The Gift of Caring
I received a gift the other day. It was unexpected and it wasn't something that I thought I needed, but I was wrong.
It was a beautifully knitted shawl; made by a group of women. (I'm assuming this because it is my experience that most knitters are women.) I don't know who these women are. I have an idea of who one or more of them might be, but I don't know who knitted it. I don't know if it was made by one person, or if they shared the task. All I know is that it was gifted to me as part of the group's prayer shawl ministry. (Please note this photo does not do it justice.)
I knew of the group, but never considered becoming a member. For one, they meet during a day and although I could call the hour that they knit, pray and (I'm assuming again) talk, the day they meet is the one that I have the most weekly meetings, so it wasn't really possible for me. The other reason is that I’m not really a knitter. I have knitted in the past. I mean the real past; before I was married. I mostly made scarves (because they are pretty easy) and I did make one afghan for myself. It was made of different colored squares of yarn...light green, a darker tealish green, light blue, a darker (not navy blue), light pink, dark pink, lavender and a deep purple. I knit the squares, but it was my mom who sewed them together (I believe). I can vaguely remember how to knit or purl, but I don't remember how to cast on or off, which would start and end the process. The afghan was nothing special; just something to thrown over my twin sized bed. I still have it and it has grown so that now it almost (but not quite) covers our Queen sized bed.
When I think of a prayer shawl ministry, I think of women knitting for people who are seriously ill. Certainly these shawls would be made and distributed to those who were hospitalized or terminally ill. I am neither of these. Why would I need a shawl?
But I have been dealing with some stress in my life.
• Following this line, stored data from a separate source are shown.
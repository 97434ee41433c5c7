//! Slot ↔ shared text association.
//!
//! The registry relates each attached [`Slot`] to the shared text holding its
//! content, in both directions. It owns neither side: slots are held weakly
//! and the text handles are plain `yrs` references.

use std::collections::HashMap;

use yrs::TextRef;
use yrs::branch::{Branch, BranchID};

use crate::model::{NodeId, Slot, WeakSlot};

/// Engine-assigned identity of a tracked shared document.
#[derive(Debug, Clone, Copy, PartialEq, Eq, Hash, PartialOrd, Ord)]
pub struct DocKey(pub(crate) u32);

impl DocKey {
    /// The main shared document.
    pub const ROOT: DocKey = DocKey(0);

    pub fn get(&self) -> u32 {
        self.0
    }
}

impl std::fmt::Display for DocKey {
    fn fmt(&self, f: &mut std::fmt::Formatter<'_>) -> std::fmt::Result {
        write!(f, "doc:{}", self.0)
    }
}

/// Identity of a shared node within the tracked documents.
#[derive(Debug, Clone, PartialEq, Eq, Hash)]
pub struct SharedKey {
    pub doc: DocKey,
    pub branch: BranchID,
}

impl SharedKey {
    pub fn of<T: AsRef<Branch>>(doc: DocKey, shared: &T) -> Self {
        Self {
            doc,
            branch: shared.as_ref().id(),
        }
    }
}

/// A shared text together with where it lives.
#[derive(Debug, Clone)]
pub struct SharedText {
    pub key: SharedKey,
    pub text: TextRef,
}

impl SharedText {
    pub fn new(doc: DocKey, text: TextRef) -> Self {
        Self {
            key: SharedKey::of(doc, &text),
            text,
        }
    }

    pub fn doc(&self) -> DocKey {
        self.key.doc
    }
}

/// Bidirectional, non-owning slot ↔ text relation.
#[derive(Default)]
pub struct SlotRegistry {
    by_slot: HashMap<NodeId, SharedText>,
    by_text: HashMap<SharedKey, (NodeId, WeakSlot)>,
}

impl SlotRegistry {
    pub fn new() -> Self {
        Self::default()
    }

    /// Relate `slot` and `text`, replacing any previous association of
    /// either side.
    pub fn associate(&mut self, slot: &Slot, text: SharedText) {
        self.dissociate_slot(slot);
        self.dissociate_text(&text.key);
        self.by_text
            .insert(text.key.clone(), (slot.id(), slot.downgrade()));
        self.by_slot.insert(slot.id(), text);
    }

    pub fn text_for(&self, slot: &Slot) -> Option<SharedText> {
        self.text_for_id(slot.id())
    }

    pub fn text_for_id(&self, id: NodeId) -> Option<SharedText> {
        self.by_slot.get(&id).cloned()
    }

    /// The live slot associated with a text, if any.
    pub fn slot_for(&self, key: &SharedKey) -> Option<Slot> {
        self.by_text.get(key).and_then(|(_, slot)| slot.upgrade())
    }

    pub fn dissociate_slot(&mut self, slot: &Slot) -> Option<SharedText> {
        self.dissociate_id(slot.id())
    }

    pub fn dissociate_id(&mut self, id: NodeId) -> Option<SharedText> {
        let text = self.by_slot.remove(&id)?;
        self.by_text.remove(&text.key);
        Some(text)
    }

    pub fn dissociate_text(&mut self, key: &SharedKey) -> Option<NodeId> {
        let (id, _) = self.by_text.remove(key)?;
        self.by_slot.remove(&id);
        Some(id)
    }

    pub fn len(&self) -> usize {
        self.by_slot.len()
    }

    pub fn is_empty(&self) -> bool {
        self.by_slot.is_empty()
    }

    pub fn clear(&mut self) {
        self.by_slot.clear();
        self.by_text.clear();
    }
}

impl std::fmt::Debug for SlotRegistry {
    fn fmt(&self, f: &mut std::fmt::Formatter<'_>) -> std::fmt::Result {
        f.debug_struct("SlotRegistry")
            .field("len", &self.by_slot.len())
            .finish()
    }
}
//! Configuration types for quillsync.
//!
//! This module provides the [`CollabConfig`] struct which stores the tunables
//! of the sync engine and the history managers. Configuration is plain serde
//! data and can be persisted as TOML:
//!
//! ```toml
//! [history]
//! stack_size = 100
//! debounce_ms = 500
//!
//! [sync]
//! root_name = "root"
//! ```
//!
//! Predicates that cannot be serialized (custom transaction capture and
//! delete filters) live in [`UndoPolicy`](crate::collab::UndoPolicy) and are
//! passed alongside the config.

use serde::{Deserialize, Serialize};

use crate::error::Result;

/// Default maximum number of undo entries kept by a history manager.
pub const DEFAULT_STACK_SIZE: usize = 500;

/// Default debounce window (milliseconds) for multi-document history grouping.
pub const DEFAULT_DEBOUNCE_MS: u64 = 500;

/// Top-level configuration.
#[derive(Debug, Clone, Default, PartialEq, Serialize, Deserialize)]
pub struct CollabConfig {
    /// Undo/redo settings
    #[serde(default)]
    pub history: HistoryConfig,

    /// Shared document layout settings
    #[serde(default)]
    pub sync: SyncConfig,
}

/// Undo/redo settings shared by both history managers.
#[derive(Debug, Clone, PartialEq, Serialize, Deserialize)]
pub struct HistoryConfig {
    /// Maximum number of entries; the oldest entry is evicted first.
    #[serde(default = "default_stack_size")]
    pub stack_size: usize,

    /// Window within which edits across documents are grouped into one step.
    #[serde(default = "default_debounce_ms")]
    pub debounce_ms: u64,
}

impl Default for HistoryConfig {
    fn default() -> Self {
        Self {
            stack_size: DEFAULT_STACK_SIZE,
            debounce_ms: DEFAULT_DEBOUNCE_MS,
        }
    }
}

fn default_stack_size() -> usize {
    DEFAULT_STACK_SIZE
}

fn default_debounce_ms() -> u64 {
    DEFAULT_DEBOUNCE_MS
}

/// Names of the root-level shared types.
#[derive(Debug, Clone, PartialEq, Serialize, Deserialize)]
pub struct SyncConfig {
    /// Root map holding the root component
    #[serde(default = "default_root_name")]
    pub root_name: String,

    /// Root text of a slot sub-document
    #[serde(default = "default_content_text_name")]
    pub content_text_name: String,

    /// Root map of a component sub-document
    #[serde(default = "default_state_map_name")]
    pub state_map_name: String,
}

impl Default for SyncConfig {
    fn default() -> Self {
        Self {
            root_name: default_root_name(),
            content_text_name: default_content_text_name(),
            state_map_name: default_state_map_name(),
        }
    }
}

fn default_root_name() -> String {
    "root".to_string()
}

fn default_content_text_name() -> String {
    "content".to_string()
}

fn default_state_map_name() -> String {
    "state".to_string()
}

impl CollabConfig {
    /// Parse a config from TOML. Missing sections fall back to defaults.
    pub fn from_toml_str(source: &str) -> Result<Self> {
        Ok(toml::from_str(source)?)
    }

    /// Serialize the config to TOML.
    pub fn to_toml_string(&self) -> Result<String> {
        Ok(toml::to_string_pretty(self)?)
    }

    /// Builder-style override of the history stack size.
    pub fn with_stack_size(mut self, stack_size: usize) -> Self {
        self.history.stack_size = stack_size;
        self
    }

    /// Builder-style override of the debounce window.
    pub fn with_debounce_ms(mut self, debounce_ms: u64) -> Self {
        self.history.debounce_ms = debounce_ms;
        self
    }
}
I think that much has been obvious from my posts over the past couple of weeks. My mother was in the hospital for a while. I had to stay with my dad to help out and then stayed on when she got home to help out for a few days. I had to find someone who could help them out. My son's fall production was coming up and as Co-President of the parent's organization that supports the group I had a meeting to run a week beforehand and then I had to oversee the concession stand for the 3 days of the show. (And I HAD to see the show. A show that was interactive and partially improv which meant every time it was performed it was different.) And then there was/is work. We are in the 4th quarter of the year which is always chaotic. To be honest, I don't know how I got to November 23rd because the last time I looked it was the beginning of the month. Truly the days have flown and run into each other. I honestly don't know what day is what or what END if up!
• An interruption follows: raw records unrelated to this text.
//! Rebasing queued local changes over shared changes that landed first.
//!
//! Queued actions carry absolute indexes into the local tree, which already
//! contains them. When a shared change arrives on a node that still has
//! queued actions, both sides are transformed against each other: the queued
//! actions so they apply after the shared change, and the shared change so it
//! applies to a local tree that already holds the queued actions. Two inserts
//! at the same index put the shared one first; where both sides rewrite the
//! same units in place, the queued action wins since it is written last.

use crate::model::{ArrayChange, FormatPatch, SlotChange};

/// Effect of a change on a sequence.
#[derive(Debug, Clone, Copy, PartialEq, Eq)]
pub(crate) enum Shape {
    Insert { index: u32, len: u32 },
    Delete { index: u32, count: u32 },
    /// Rewrites `[index, index + count)` without changing the length
    Update { index: u32, count: u32 },
    /// Does not address positions
    Other,
}

pub(crate) trait Rebase: Clone {
    fn shape(&self) -> Shape;

    /// The same change at `index`; ranged changes cover `count` units.
    fn moved(&self, index: u32, count: u32) -> Self;

    /// What is left of this update where `winner` rewrites the same units.
    fn yield_to(&self, winner: &Self) -> Option<Self>;
}

impl Rebase for SlotChange {
    fn shape(&self) -> Shape {
        match self {
            SlotChange::Insert { index, content, .. } => Shape::Insert {
                index: *index,
                len: content.width(),
            },
            SlotChange::Delete { index, count } => Shape::Delete {
                index: *index,
                count: *count,
            },
            SlotChange::Retain { index, count, .. } => Shape::Update {
                index: *index,
                count: *count,
            },
            SlotChange::AttrSet { .. } | SlotChange::AttrDelete { .. } => Shape::Other,
        }
    }

    fn moved(&self, index: u32, count: u32) -> Self {
        match self {
            SlotChange::Insert {
                content, formats, ..
            } => SlotChange::Insert {
                index,
                content: content.clone(),
                formats: formats.clone(),
            },
            SlotChange::Delete { .. } => SlotChange::Delete { index, count },
            SlotChange::Retain { formats, .. } => SlotChange::Retain {
                index,
                count,
                formats: formats.clone(),
            },
            other => other.clone(),
        }
    }

    fn yield_to(&self, winner: &Self) -> Option<Self> {
        let (
            SlotChange::Retain {
                index,
                count,
                formats,
            },
            SlotChange::Retain { formats: taken, .. },
        ) = (self, winner)
        else {
            return Some(self.clone());
        };
        let formats: FormatPatch = formats
            .iter()
            .filter(|(name, _)| !taken.contains_key(*name))
            .map(|(name, value)| (name.clone(), value.clone()))
            .collect();
        (!formats.is_empty()).then(|| SlotChange::Retain {
            index: *index,
            count: *count,
            formats,
        })
    }
}

impl Rebase for ArrayChange {
    fn shape(&self) -> Shape {
        match self {
            ArrayChange::Insert { index, values } => Shape::Insert {
                index: *index,
                len: values.len() as u32,
            },
            ArrayChange::Delete { index, count } => Shape::Delete {
                index: *index,
                count: *count,
            },
            ArrayChange::SetIndex { index, .. } => Shape::Update {
                index: *index,
                count: 1,
            },
        }
    }

    fn moved(&self, index: u32, count: u32) -> Self {
        match self {
            ArrayChange::Insert { values, .. } => ArrayChange::Insert {
                index,
                values: values.clone(),
            },
            ArrayChange::Delete { .. } => ArrayChange::Delete { index, count },
            ArrayChange::SetIndex { value, .. } => ArrayChange::SetIndex {
                index,
                value: value.clone(),
            },
        }
    }

    fn yield_to(&self, _winner: &Self) -> Option<Self> {
        None
    }
}

/// Transform `local` (already applied locally) and `remote` (already applied
/// to the shared node), both made against the same base.
///
/// Returns `local` rebased to apply after `remote`, and `remote` rebased to
/// apply after `local`.
pub(crate) fn transform<T: Rebase>(local: Vec<T>, remote: Vec<T>) -> (Vec<T>, Vec<T>) {
    if local.is_empty() || remote.is_empty() {
        return (local, remote);
    }
    if local.len() > 1 {
        let mut head = local;
        let tail = head.split_off(1);
        let (head, remote) = transform(head, remote);
        let (tail, remote) = transform(tail, remote);
        return (head.into_iter().chain(tail).collect(), remote);
    }
    if remote.len() > 1 {
        let mut head = remote;
        let tail = head.split_off(1);
        let (local, head) = transform(local, head);
        let (local, tail) = transform(local, tail);
        return (local, head.into_iter().chain(tail).collect());
    }
    match (local.into_iter().next(), remote.into_iter().next()) {
        (Some(local), Some(remote)) => transform_pair(local, remote),
        (local, remote) => (local.into_iter().collect(), remote.into_iter().collect()),
    }
}

fn transform_pair<T: Rebase>(local: T, remote: T) -> (Vec<T>, Vec<T>) {
    use Shape::*;

    match (local.shape(), remote.shape()) {
        (Other, _) | (_, Other) => (vec![local], vec![remote]),

        (Insert { index: li, len: ln }, Insert { index: ri, len: rn }) => {
            if li < ri {
                (vec![local], vec![remote.moved(ri + ln, rn)])
            } else {
                (vec![local.moved(li + rn, ln)], vec![remote])
            }
        }
        (Insert { index: li, len: ln }, Delete { index: ri, count: rc }) => (
            vec![local.moved(index_after_delete(li, ri, rc), ln)],
            split_around(&remote, ri, rc, li, ln, true),
        ),
        (Insert { index: li, len: ln }, Update { index: ri, count: rc }) => {
            (vec![local], split_around(&remote, ri, rc, li, ln, false))
        }

        (Delete { index: li, count: lc }, Insert { index: ri, len: rn }) => (
            split_around(&local, li, lc, ri, rn, true),
            vec![remote.moved(index_after_delete(ri, li, lc), rn)],
        ),
        (Delete { index: li, count: lc }, Delete { index: ri, count: rc }) => (
            range_after_delete(&local, li, lc, ri, rc),
            range_after_delete(&remote, ri, rc, li, lc),
        ),
        (Delete { index: li, count: lc }, Update { index: ri, count: rc }) => {
            (vec![local], range_after_delete(&remote, ri, rc, li, lc))
        }

        (Update { index: li, count: lc }, Insert { index: ri, len: rn }) => {
            (split_around(&local, li, lc, ri, rn, false), vec![remote])
        }
        (Update { index: li, count: lc }, Delete { index: ri, count: rc }) => {
            (range_after_delete(&local, li, lc, ri, rc), vec![remote])
        }
        (Update { index: li, count: lc }, Update { index: ri, count: rc }) => {
            let start = li.max(ri);
            let end = (li + lc).min(ri + rc);
            if start >= end {
                return (vec![local], vec![remote]);
            }
            let mut pieces = Vec::new();
            if ri < start {
                pieces.push(remote.moved(ri, start - ri));
            }
            if let Some(rest) = remote.yield_to(&local) {
                pieces.push(rest.moved(start, end - start));
            }
            if end < ri + rc {
                pieces.push(remote.moved(end, ri + rc - end));
            }
            (vec![local], pieces)
        }
    }
}

/// Where `index` lands once `[start, start + count)` is deleted.
fn index_after_delete(index: u32, start: u32, count: u32) -> u32 {
    if index <= start {
        index
    } else if index >= start + count {
        index - count
    } else {
        start
    }
}

/// The ranged `op` over `[start, start + count)` once `width` units are
/// inserted at `at`. A delete that straddles the insertion is split into two
/// sequential deletes; an update is split into the two pieces around it.
fn split_around<T: Rebase>(
    op: &T,
    start: u32,
    count: u32,
    at: u32,
    width: u32,
    deletes: bool,
) -> Vec<T> {
    let end = start + count;
    if at <= start {
        vec![op.moved(start + width, count)]
    } else if at >= end {
        vec![op.moved(start, count)]
    } else if deletes {
        vec![op.moved(start, at - start), op.moved(start + width, end - at)]
    } else {
        vec![op.moved(start, at - start), op.moved(at + width, end - at)]
    }
}

/// The ranged `op` over `[start, start + count)` once `[del, del + del_count)`
/// is deleted. Empty when nothing of the range survives.
fn range_after_delete<T: Rebase>(
    op: &T,
    start: u32,
    count: u32,
    del: u32,
    del_count: u32,
) -> Vec<T> {
    let end = start + count;
    let del_end = del + del_count;
    let overlap = end.min(del_end).saturating_sub(start.max(del));
    let before = del_end.min(start).saturating_sub(del);
    let remaining = count - overlap;
    if remaining == 0 {
        return Vec::new();
    }
    vec![op.moved(start - before, remaining)]
}

#[cfg(test)]
mod tests {
    use super::*;
    use crate::model::{FormatMap, SlotContent};
    use serde_json::json;

    fn insert(index: u32, text: &str) -> SlotChange {
        SlotChange::Insert {
            index,
            content: SlotContent::Text(text.to_string()),
            formats: FormatMap::new(),
        }
    }

    fn delete(index: u32, count: u32) -> SlotChange {
        SlotChange::Delete { index, count }
    }

    fn apply(text: &str, changes: &[SlotChange]) -> String {
        let mut chars: Vec<char> = text.chars().collect();
        for change in changes {
            match change {
                SlotChange::Insert {
                    index,
                    content: SlotContent::Text(inserted),
                    ..
                } => {
                    let at = *index as usize;
                    chars.splice(at..at, inserted.chars());
                }
                SlotChange::Delete { index, count } => {
                    let at = *index as usize;
                    chars.drain(at..at + *count as usize);
                }
                _ => {}
            }
        }
        chars.into_iter().collect()
    }

    fn assert_converges(base: &str, local: Vec<SlotChange>, remote: Vec<SlotChange>) -> String {
        let local_first = apply(base, &local);
        let remote_first = apply(base, &remote);
        let (local_after, remote_after) = transform(local, remote);

        let shared = apply(&remote_first, &local_after);
        let replayed = apply(&local_first, &remote_after);
        assert_eq!(shared, replayed);
        shared
    }

    #[test]
    fn test_remote_insert_before_queued_insert() {
        let result = assert_converges("abc", vec![insert(3, "X")], vec![insert(0, "123")]);
        assert_eq!(result, "123abcX");
    }

    #[test]
    fn test_remote_insert_after_queued_insert() {
        let result = assert_converges("abc", vec![insert(1, "X")], vec![insert(3, "Z")]);
        assert_eq!(result, "aXbcZ");
    }

    #[test]
    fn test_tied_inserts_put_remote_first() {
        let result = assert_converges("ab", vec![insert(1, "L")], vec![insert(1, "R")]);
        assert_eq!(result, "aRLb");
    }

    #[test]
    fn test_queued_insert_inside_remote_delete() {
        let result = assert_converges("abcdef", vec![insert(3, "X")], vec![delete(1, 4)]);
        assert_eq!(result, "aXf");
    }

    #[test]
    fn test_remote_insert_inside_queued_delete() {
        let result = assert_converges("abcdef", vec![delete(1, 4)], vec![insert(3, "X")]);
        assert_eq!(result, "aXf");
    }

    #[test]
    fn test_overlapping_deletes() {
        let result = assert_converges("abcdef", vec![delete(1, 3)], vec![delete(2, 3)]);
        assert_eq!(result, "af");
    }

    #[test]
    fn test_sequences_on_both_sides() {
        let result = assert_converges(
            "hello world",
            vec![insert(5, ","), delete(0, 1), insert(0, "H")],
            vec![delete(6, 5), insert(6, "there")],
        );
        assert_eq!(result, "Hello, there");
    }

    #[test]
    fn test_every_insert_delete_pair_converges() {
        let base = "abcdef";
        for at in 0..=6 {
            for start in 0..6 {
                for count in 1..=(6 - start) {
                    assert_converges(base, vec![insert(at, "XY")], vec![delete(start, count)]);
                    assert_converges(base, vec![delete(start, count)], vec![insert(at, "XY")]);
                }
            }
        }
    }

    #[test]
    fn test_format_conflict_keeps_queued_value() {
        let bold = |value| {
            let mut formats = FormatPatch::new();
            formats.insert("bold".to_string(), Some(json!(value)));
            formats
        };
        let local = SlotChange::Retain {
            index: 0,
            count: 4,
            formats: bold(true),
        };
        let remote = SlotChange::Retain {
            index: 2,
            count: 4,
            formats: bold(false),
        };
        let (_, remote) = transform(vec![local], vec![remote]);

        assert_eq!(remote.len(), 1);
        assert!(matches!(
            remote[0],
            SlotChange::Retain {
                index: 4,
                count: 2,
                ..
            }
        ));
    }

    #[test]
    fn test_array_set_yields_to_queued_set() {
        use crate::model::LocalValue;
        let local = ArrayChange::SetIndex {
            index: 1,
            value: LocalValue::from(json!("local")),
        };
        let remote = ArrayChange::SetIndex {
            index: 1,
            value: LocalValue::from(json!("remote")),
        };
        let (local, remote) = transform(vec![local], vec![remote]);

        assert_eq!(local.len(), 1);
        assert!(remote.is_empty());
    }
}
One member (or maybe more) of the group knew that I was dealing with all of this chaos. So I am guessing that it was she who decided I would be a good candidate for this shawl.
Again, I never thought I needed this, but now I know I was wrong. When I was given this shawl, it was wrapped around me and a prayer given which in part said: "This show as made just for you. Each stitch a prayer that you find comfort, hope and healing." I DO find comfort in knowing that this was made just for me. (It also happens to have two of my favorite colors woven into it: purple and blue.)
This shawl is an all-important reminder that I am not alone. When I am scared, depressed or angry, I can put it over my shoulders and find comfort. It can be the hug that I need; filled with love.
This shawl was a physical gift, but the true gift was the one of caring. Of a group actively praying and providing comfort to me. The gift of care is one that we all need...sharing it is sharing grace, love and compassion.
To the group that made this shawl; thank you for your gift. The physical shawl will live on my dress; your gift of caring will forever live in my heart.